In that case they assemble a water jet gig around the bomb and cut the front off. Water jet because obviously you don’t want to create any sparks or heat while cutting it.
Example of this procedure in a video from an Italian news site (we still find bombs here and there) https://video.lastampa.it/torino/bomba-via-nizza-il-taglio-della-spoletta-per-disinnescarla-i-lavori-sono-nella-seconda-fase/106774/106787
I think that the bolt on your 10 year old car was meant to keep parts of your car together so it is made robust and is tightened on to a specific torque. It is meant to take a lot of force and it is generally a bolt and a nut and both are exposed to the elements. There fore it will get rusty.
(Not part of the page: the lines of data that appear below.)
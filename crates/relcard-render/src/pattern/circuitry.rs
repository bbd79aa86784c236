//! Circuit-board traces: nodes on a lattice joined by straight or jogged wires.

use super::{circle, polyline, PatternCanvas};
use crate::color::Color;

/// Chance that a lattice point carries a node.
const NODE_PERCENT: f64 = 60.0;
/// Chance that a drawn connection is straight rather than jogged.
const STRAIGHT_PERCENT: f64 = 80.0;

pub(super) fn draw(canvas: &mut PatternCanvas) {
    let color = canvas.white(5, 14.0, 12.0);

    let area = canvas.area(100.0);
    let grid = canvas.roll(area / 5.0, area).max(10.0);
    let line_percent = (canvas.next() * 40.0).floor() + 50.0;
    let node_area = canvas.area(140.0);

    // Start outside the canvas so traces run off the edges.
    let margin = grid * 3.5;

    let mut x = -margin;
    while x < canvas.width + margin {
        let mut y = -margin;
        while y < canvas.height + margin {
            if canvas.rng.percent_chance(NODE_PERCENT) {
                let node_size = canvas.roll(node_area / 50.0, node_area / 20.0).max(1.0);
                canvas.fill(circle(x, y, node_size), &color);

                if x + grid < canvas.width && canvas.rng.percent_chance(line_percent) {
                    connect_right(canvas, &color, x, y, grid);
                }
                if y + grid < canvas.height && canvas.rng.percent_chance(line_percent) {
                    connect_down(canvas, &color, x, y, grid);
                }
            }
            y += grid;
        }
        x += grid;
    }
}

fn jog(canvas: &mut PatternCanvas, grid: f64) -> f64 {
    if canvas.rng.below(2) == 0 {
        grid / 2.0
    } else {
        -grid / 2.0
    }
}

fn connect_right(canvas: &mut PatternCanvas, color: &Color, x: f64, y: f64, grid: f64) {
    let path = if canvas.rng.percent_chance(STRAIGHT_PERCENT) {
        polyline([(x, y), (x + grid, y)])
    } else {
        let mid_x = x + grid / 2.0;
        let mid_y = y + jog(canvas, grid);
        polyline([
            (x, y),
            (mid_x, y),
            (mid_x, mid_y),
            (x + grid, mid_y),
            (x + grid, y),
        ])
    };
    canvas.stroke(path, color, 1.0);
}

fn connect_down(canvas: &mut PatternCanvas, color: &Color, x: f64, y: f64, grid: f64) {
    let path = if canvas.rng.percent_chance(STRAIGHT_PERCENT) {
        polyline([(x, y), (x, y + grid)])
    } else {
        let mid_y = y + grid / 2.0;
        let mid_x = x + jog(canvas, grid);
        polyline([
            (x, y),
            (x, mid_y),
            (mid_x, mid_y),
            (mid_x, y + grid),
            (x, y + grid),
        ])
    };
    canvas.stroke(path, color, 1.0);
}

#[cfg(test)]
mod tests {
    use super::*;
    use crate::rng::SequenceRng;
    use crate::surface::Surface;

    #[test]
    fn test_no_nodes_when_chance_fails() {
        // 0.99 * 100 is never below 60: only the three setup draws plus one
        // node roll per lattice point.
        let mut surface = Surface::new(100, 100).unwrap();
        let mut rng = SequenceRng::constant(0.99);
        let mut canvas = PatternCanvas::new(&mut surface, &mut rng, 0.0);
        draw(&mut canvas);

        // Grid is 10 (floor), margin 35: x and y each span -35..135 -> 17 points.
        assert_eq!(rng.draws(), 3 + 17 * 17);
        assert!(surface.into_rgba8().chunks_exact(4).all(|pixel| pixel[3] == 0));
    }

    #[test]
    fn test_jogged_connection_draw_order() {
        let mut surface = Surface::new(50, 50).unwrap();
        // straight? no (0.9), jog direction: below(2) of 0.9 -> 1 -> up.
        let mut rng = SequenceRng::new(vec![0.9, 0.9]);
        let mut canvas = PatternCanvas::new(&mut surface, &mut rng, 0.0);
        connect_right(&mut canvas, &Color::white(), 10.0, 30.0, 20.0);
        assert_eq!(rng.draws(), 2);
        // The jog rises to y = 20 between x = 20 and x = 30.
        assert!(surface.pixel(25, 20).unwrap()[3] > 0);
        assert_eq!(surface.pixel(25, 40).unwrap()[3], 0);
    }
}
//! Deterministic random sequences.
//!
//! Every generation owns exactly one sequence. Stages receive it as
//! `&mut dyn RandomSource` so that tests can substitute a scripted one.

use std::time::{SystemTime, UNIX_EPOCH};

use rand::{Rng, SeedableRng};
use rand_pcg::Pcg32;

/// A source of uniformly distributed values in `[0, 1)`.
pub trait RandomSource {
    /// Advance the sequence and return the next value in `[0.0, 1.0)`.
    fn next_f64(&mut self) -> f64;

    /// An integer in `0..n`, computed as `floor(next * n)`.
    fn below(&mut self, n: usize) -> usize {
        let index = (self.next_f64() * n as f64).floor() as usize;
        index.min(n.saturating_sub(1))
    }

    /// A value in `[low, high)`.
    fn between(&mut self, low: f64, high: f64) -> f64 {
        low + self.next_f64() * (high - low)
    }

    /// True with probability `percent / 100`.
    fn percent_chance(&mut self, percent: f64) -> bool {
        self.next_f64() * 100.0 < percent
    }
}

/// PCG32-backed sequence used for all production rendering.
#[derive(Clone)]
pub struct DeterministicRng {
    inner: Pcg32,
}

impl DeterministicRng {
    /// Create a new RNG from a 64-bit seed.
    pub fn new(seed: u64) -> Self {
        Self {
            inner: Pcg32::seed_from_u64(seed),
        }
    }

    /// Generate a random f64 in the range [0.0, 1.0).
    #[inline]
    pub fn gen_f64(&mut self) -> f64 {
        self.inner.gen::<f64>()
    }
}

impl RandomSource for DeterministicRng {
    #[inline]
    fn next_f64(&mut self) -> f64 {
        self.gen_f64()
    }
}

/// Seed used when a request does not carry one: wall-clock milliseconds.
///
/// Output generated with this seed is not reproducible unless the seed is
/// reported back to the caller.
pub fn seed_from_clock() -> u64 {
    SystemTime::now()
        .duration_since(UNIX_EPOCH)
        .map(|elapsed| elapsed.as_millis() as u64)
        .unwrap_or_default()
}

/// Replays a fixed list of values, cycling when exhausted.
///
/// Used by tests to drive a stage down a specific branch.
#[derive(Debug, Clone)]
pub struct SequenceRng {
    values: Vec<f64>,
    position: usize,
}

impl SequenceRng {
    pub fn new(values: Vec<f64>) -> Self {
        assert!(!values.is_empty(), "SequenceRng needs at least one value");
        Self {
            values,
            position: 0,
        }
    }

    /// A sequence that always yields `value`.
    pub fn constant(value: f64) -> Self {
        Self::new(vec![value])
    }

    /// Number of values handed out so far.
    pub fn draws(&self) -> usize {
        self.position
    }
}

impl RandomSource for SequenceRng {
    fn next_f64(&mut self) -> f64 {
        let value = self.values[self.position % self.values.len()];
        self.position += 1;
        value
    }
}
The fuse on a bomb is threaded in to insert the fuse and keep it in the bomb, but has no actual forces applied to it. It’s like the lid of some jar.. not meant to take road stress. Also it’s threaded into a sealed container (the bomb) and is not just a bolt and nut keeping to piece of your car together.
The wheel lug nuts can get pretty sticky, but they are holding your fricken wheel to the axle (or whatever you call it) so it has to be on pretty tight to start and it’s right out there for rain and road salt to splash on.
[I’ll just leave this here.](https://www.thegazette.co.uk/London/issue/51235/page/1495/data.pdf)
They drilled it out. The fuse had been assembled in a vacuum and there was a loud crack as the drill broke through and air rushed in, a “brown trouser moment”. I believe the bomb disposal officer later died of cancer.